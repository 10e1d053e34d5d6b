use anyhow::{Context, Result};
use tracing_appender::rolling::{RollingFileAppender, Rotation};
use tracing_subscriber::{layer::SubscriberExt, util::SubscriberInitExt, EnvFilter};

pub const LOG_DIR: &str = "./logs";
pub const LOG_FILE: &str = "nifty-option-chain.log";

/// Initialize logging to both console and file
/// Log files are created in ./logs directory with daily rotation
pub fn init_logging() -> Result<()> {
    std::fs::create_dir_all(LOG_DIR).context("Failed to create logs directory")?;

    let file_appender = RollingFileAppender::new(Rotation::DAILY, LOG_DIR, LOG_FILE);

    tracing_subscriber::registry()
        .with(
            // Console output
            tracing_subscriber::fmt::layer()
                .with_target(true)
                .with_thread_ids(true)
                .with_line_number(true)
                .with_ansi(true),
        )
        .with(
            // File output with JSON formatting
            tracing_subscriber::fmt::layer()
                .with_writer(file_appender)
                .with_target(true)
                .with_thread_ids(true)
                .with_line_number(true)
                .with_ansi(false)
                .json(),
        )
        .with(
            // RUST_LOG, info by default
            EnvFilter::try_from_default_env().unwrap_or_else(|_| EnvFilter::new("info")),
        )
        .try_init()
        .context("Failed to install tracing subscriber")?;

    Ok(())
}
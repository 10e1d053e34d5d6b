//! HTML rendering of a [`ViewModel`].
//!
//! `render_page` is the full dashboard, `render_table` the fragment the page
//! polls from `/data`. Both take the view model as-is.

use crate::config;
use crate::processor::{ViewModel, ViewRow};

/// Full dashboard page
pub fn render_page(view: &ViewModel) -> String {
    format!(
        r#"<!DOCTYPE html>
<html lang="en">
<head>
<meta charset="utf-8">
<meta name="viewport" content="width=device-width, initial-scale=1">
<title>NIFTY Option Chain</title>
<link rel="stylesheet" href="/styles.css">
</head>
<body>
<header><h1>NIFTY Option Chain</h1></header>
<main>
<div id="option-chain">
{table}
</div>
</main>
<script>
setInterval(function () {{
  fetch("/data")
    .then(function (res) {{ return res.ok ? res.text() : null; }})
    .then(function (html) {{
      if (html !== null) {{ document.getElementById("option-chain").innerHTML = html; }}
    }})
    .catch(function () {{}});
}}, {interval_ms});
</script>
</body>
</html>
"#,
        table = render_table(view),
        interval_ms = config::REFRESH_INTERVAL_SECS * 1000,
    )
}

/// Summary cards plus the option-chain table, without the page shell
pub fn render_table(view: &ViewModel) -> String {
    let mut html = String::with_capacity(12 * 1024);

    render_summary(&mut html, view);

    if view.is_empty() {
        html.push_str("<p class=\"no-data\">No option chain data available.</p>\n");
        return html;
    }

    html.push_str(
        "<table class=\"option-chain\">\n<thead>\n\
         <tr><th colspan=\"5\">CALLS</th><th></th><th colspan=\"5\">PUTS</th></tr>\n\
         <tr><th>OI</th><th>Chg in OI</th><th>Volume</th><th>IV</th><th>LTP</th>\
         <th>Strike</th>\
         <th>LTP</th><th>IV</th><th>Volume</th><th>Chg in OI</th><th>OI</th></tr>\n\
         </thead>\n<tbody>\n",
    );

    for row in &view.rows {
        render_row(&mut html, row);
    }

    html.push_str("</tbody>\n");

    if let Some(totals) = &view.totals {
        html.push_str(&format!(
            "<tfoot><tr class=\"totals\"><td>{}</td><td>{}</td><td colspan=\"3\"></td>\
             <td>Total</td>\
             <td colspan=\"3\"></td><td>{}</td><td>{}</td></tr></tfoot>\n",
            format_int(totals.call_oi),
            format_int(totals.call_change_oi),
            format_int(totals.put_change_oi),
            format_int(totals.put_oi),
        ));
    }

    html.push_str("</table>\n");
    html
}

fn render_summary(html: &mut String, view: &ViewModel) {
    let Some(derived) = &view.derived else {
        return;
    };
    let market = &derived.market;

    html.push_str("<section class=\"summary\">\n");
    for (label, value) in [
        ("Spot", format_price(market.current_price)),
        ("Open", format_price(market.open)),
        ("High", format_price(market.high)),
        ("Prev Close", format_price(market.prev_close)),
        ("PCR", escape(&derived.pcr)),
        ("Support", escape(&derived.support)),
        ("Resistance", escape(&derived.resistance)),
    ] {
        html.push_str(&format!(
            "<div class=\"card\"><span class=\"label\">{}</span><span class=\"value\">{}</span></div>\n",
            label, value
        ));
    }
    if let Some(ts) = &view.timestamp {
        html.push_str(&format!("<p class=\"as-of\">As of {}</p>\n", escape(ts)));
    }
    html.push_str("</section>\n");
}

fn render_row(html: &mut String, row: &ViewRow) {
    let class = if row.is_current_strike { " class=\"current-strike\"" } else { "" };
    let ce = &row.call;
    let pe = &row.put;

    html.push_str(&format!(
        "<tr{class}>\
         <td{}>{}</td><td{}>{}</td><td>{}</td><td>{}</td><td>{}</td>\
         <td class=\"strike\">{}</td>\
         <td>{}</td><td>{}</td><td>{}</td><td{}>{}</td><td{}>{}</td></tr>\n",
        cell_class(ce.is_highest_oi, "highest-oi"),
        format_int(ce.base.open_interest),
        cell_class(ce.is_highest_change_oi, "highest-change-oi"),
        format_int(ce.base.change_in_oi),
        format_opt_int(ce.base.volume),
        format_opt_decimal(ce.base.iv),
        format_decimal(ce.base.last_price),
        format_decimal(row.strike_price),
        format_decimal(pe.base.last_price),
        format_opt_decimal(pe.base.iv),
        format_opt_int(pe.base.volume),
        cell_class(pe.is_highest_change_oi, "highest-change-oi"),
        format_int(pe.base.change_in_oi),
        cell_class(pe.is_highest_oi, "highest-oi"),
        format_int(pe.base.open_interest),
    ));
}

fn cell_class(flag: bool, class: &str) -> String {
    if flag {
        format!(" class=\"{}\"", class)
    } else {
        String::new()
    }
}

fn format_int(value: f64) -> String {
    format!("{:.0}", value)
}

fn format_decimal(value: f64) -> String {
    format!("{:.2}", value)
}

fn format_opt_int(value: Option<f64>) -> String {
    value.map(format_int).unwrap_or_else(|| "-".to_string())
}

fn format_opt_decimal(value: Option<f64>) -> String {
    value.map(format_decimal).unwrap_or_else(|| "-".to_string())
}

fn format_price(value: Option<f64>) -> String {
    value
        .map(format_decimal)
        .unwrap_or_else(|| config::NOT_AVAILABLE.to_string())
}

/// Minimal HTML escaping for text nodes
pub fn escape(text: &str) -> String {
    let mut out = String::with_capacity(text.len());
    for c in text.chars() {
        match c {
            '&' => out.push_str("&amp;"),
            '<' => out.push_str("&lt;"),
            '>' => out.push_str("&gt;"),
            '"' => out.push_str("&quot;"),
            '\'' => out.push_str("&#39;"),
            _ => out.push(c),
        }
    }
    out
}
□ □ □ □
ACTIVITY - Gather each line from the listing above that holds "RollingFileAppender".

THE ANSWER -
use tracing_appender::rolling::{RollingFileAppender, Rotation};
    let file_appender = RollingFileAppender::new(Rotation::DAILY, LOG_DIR, LOG_FILE);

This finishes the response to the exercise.